Wikipedia Set a New Rule for AI Content. The ChatGPT Market Share Drop Is Related.
"Want to keep that AI-generated content? Fine, then you own it."
That's the essence of Wikipedia's new Presumptive Removal policy. The rule is blunt: if an editor is found to have used AI-generated content, administrators can mass-revert all their edits without individual review. Entire articles can be flagged for deletion.
There's an out, though. Removed content can come back, if another editor thinks it's worth saving. But they have to assume responsibility: verify every citation, rewrite the tone, stand behind every sentence with their name attached.
Why such a drastic step? For two decades, Wikipedia ran on trust between editors. You said something happened this way; people believed you. Then AI arrived, and some editors started generating thousands of words of content that looked clean and neutral on the surface, but carried fabricated sources, assembled logic, barely detectable copyright issues. Manually checking all of it would have broken the library.
Wikipedia kept the door open. Its requirement: every piece of AI-generated text has to find a real person willing to put their name on it.
The same week, ChatGPT's market share fell below 50% for the first time in three and a half years, dropping to 46.4%.

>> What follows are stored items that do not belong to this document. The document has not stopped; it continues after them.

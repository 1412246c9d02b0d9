//! Error types for host-side proving and verification.

use thiserror::Error;

use sigslice_core::CoreError;

/// Errors raised while producing or handling attestations on the host.
#[derive(Debug, Error)]
pub enum ProverError {
    /// A protocol-level failure surfaced by the core engine (invalid
    /// signature, bad range, non-canonical slice, ...). Not retryable:
    /// the request itself is wrong.
    #[error(transparent)]
    Core(#[from] CoreError),

    /// The proving backend failed (resource exhaustion, executor error).
    /// Retryable: requests are deterministic, so identical retries are
    /// safe and idempotent.
    #[error("proof generation failed: {0}")]
    ProofGeneration(String),

    /// The journal committed by the guest does not match the host's own
    /// re-execution of the request. Indicates guest/host ABI drift.
    #[error("journal mismatch: {0}")]
    JournalMismatch(String),

    /// The guest ELF or image ID is missing (methods were not embedded at
    /// build time).
    #[error("guest methods not embedded: {0}")]
    MethodsNotEmbedded(String),

    /// Receipt (de)serialization failure.
    #[error("serialization failed: {0}")]
    Serialization(String),

    /// Invalid or unusable prover configuration.
    #[error("invalid prover configuration: {0}")]
    Config(String),
}

/// Result type for host-side proving operations.
pub type ProverResult<T> = std::result::Result<T, ProverError>;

The product hadn't gotten worse. Competitors hadn't suddenly overtaken it. In February, OpenAI signed a partnership with the U.S. Department of Defense. The day after the announcement, App Store ratings started sliding. The most common complaints all came back to one question: where does my conversation data actually go?

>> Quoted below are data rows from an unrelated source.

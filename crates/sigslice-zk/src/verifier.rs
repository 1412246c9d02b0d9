//! Attestation verification.
//!
//! Anyone holding the expected program identifier can check an attestation
//! any number of times; verification is a pure predicate with no shared
//! state. A mismatch is a normal negative result (`false`), not an error —
//! including malformed seal bytes.

use risc0_zkvm::Receipt;
use tracing::debug;

use alloy_primitives::{Address, B256};
use sigslice_risc0_shared::{Attestation, Journal};

use crate::bounded_deser;

/// Detailed verification outcome; [`AttestationVerifier::verify`] is the
/// boolean view of this.
#[derive(Clone, Debug, PartialEq, Eq)]
pub enum VerificationStatus {
    Success,
    Failure(String),
}

impl VerificationStatus {
    pub fn is_success(&self) -> bool {
        matches!(self, VerificationStatus::Success)
    }
}

/// Verifies attestations against a fixed expected program identifier.
pub struct AttestationVerifier {
    image_id: [u8; 32],
}

impl AttestationVerifier {
    /// Create a verifier for the given guest image ID.
    pub fn new(image_id: [u8; 32]) -> Self {
        Self { image_id }
    }

    /// Pure predicate: `true` iff the proof is valid for the expected
    /// program identifier and commits exactly `(expected_signer,
    /// expected_digest)`.
    pub fn verify(
        &self,
        attestation: &Attestation,
        expected_signer: Address,
        expected_digest: B256,
    ) -> bool {
        match self.check(attestation, expected_signer, expected_digest) {
            VerificationStatus::Success => true,
            VerificationStatus::Failure(reason) => {
                debug!(%reason, "attestation rejected");
                false
            }
        }
    }

    /// Like [`Self::verify`] but reports why verification failed.
    pub fn check(
        &self,
        attestation: &Attestation,
        expected_signer: Address,
        expected_digest: B256,
    ) -> VerificationStatus {
        if self.image_id == [0u8; 32] {
            return VerificationStatus::Failure(
                "all-zero image ID: refusing to verify proofs for an unspecified guest".into(),
            );
        }
        if attestation.program_id != self.image_id {
            return VerificationStatus::Failure(format!(
                "program identifier mismatch: attestation carries {}, expected {}",
                hex::encode(attestation.program_id),
                hex::encode(self.image_id)
            ));
        }

        // Opaque seal bytes are untrusted input: bounded deserialization.
        let receipt: Receipt = match bounded_deser::deserialize_receipt(&attestation.seal) {
            Ok(receipt) => receipt,
            Err(e) => {
                return VerificationStatus::Failure(format!("failed to deserialize seal: {e}"))
            }
        };

        let image_id = risc0_zkvm::sha::Digest::from_bytes(self.image_id);
        if let Err(e) = receipt.verify(image_id) {
            return VerificationStatus::Failure(format!("receipt verification failed: {e}"));
        }

        // The attestation's journal must be the one the proof binds.
        if receipt.journal.bytes != attestation.journal {
            return VerificationStatus::Failure(
                "attestation journal differs from the receipt journal".into(),
            );
        }

        let expected = Journal {
            signer: expected_signer,
            digest: expected_digest,
        };
        if attestation.journal != expected.encode() {
            return VerificationStatus::Failure(
                "committed output does not match the expected (signer, digest) pair".into(),
            );
        }

        VerificationStatus::Success
    }
}

#[cfg(test)]
mod tests {
    use super::*;

    fn dummy_attestation(program_id: [u8; 32]) -> Attestation {
        Attestation {
            program_id,
            journal: vec![0u8; 52],
            seal: vec![0xde, 0xad, 0xbe, 0xef],
        }
    }

    #[test]
    fn program_id_mismatch_is_false() {
        let verifier = AttestationVerifier::new([1u8; 32]);
        let attestation = dummy_attestation([2u8; 32]);
        let status = verifier.check(&attestation, Address::ZERO, B256::ZERO);
        assert!(matches!(status, VerificationStatus::Failure(_)));
        assert!(!verifier.verify(&attestation, Address::ZERO, B256::ZERO));
    }

    #[test]
    fn all_zero_image_id_is_refused() {
        let verifier = AttestationVerifier::new([0u8; 32]);
        let attestation = dummy_attestation([0u8; 32]);
        assert!(!verifier.verify(&attestation, Address::ZERO, B256::ZERO));
    }

    #[test]
    fn malformed_seal_is_false_not_an_error() {
        let verifier = AttestationVerifier::new([1u8; 32]);
        let attestation = dummy_attestation([1u8; 32]);
        let status = verifier.check(&attestation, Address::ZERO, B256::ZERO);
        match status {
            VerificationStatus::Failure(reason) => {
                assert!(reason.contains("seal"), "{reason}")
            }
            VerificationStatus::Success => panic!("garbage seal must not verify"),
        }
    }

    #[test]
    fn oversized_seal_is_false() {
        let verifier = AttestationVerifier::new([1u8; 32]);
        let mut attestation = dummy_attestation([1u8; 32]);
        attestation.seal = vec![0u8; (bounded_deser::MAX_RECEIPT_BYTES as usize) + 1];
        assert!(!verifier.verify(&attestation, Address::ZERO, B256::ZERO));
    }
}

Nothing about the tool changed. But "do I trust the company behind this?" reached enough people that they started making different choices.
Two events. Same overlooked gap: AI drove content production costs toward zero, but "who's accountable for this?" was never really designed into the picture. Wikipedia wrote it into a formal rule. Users started voting with their tool choices.
That question is only going to get asked in more places.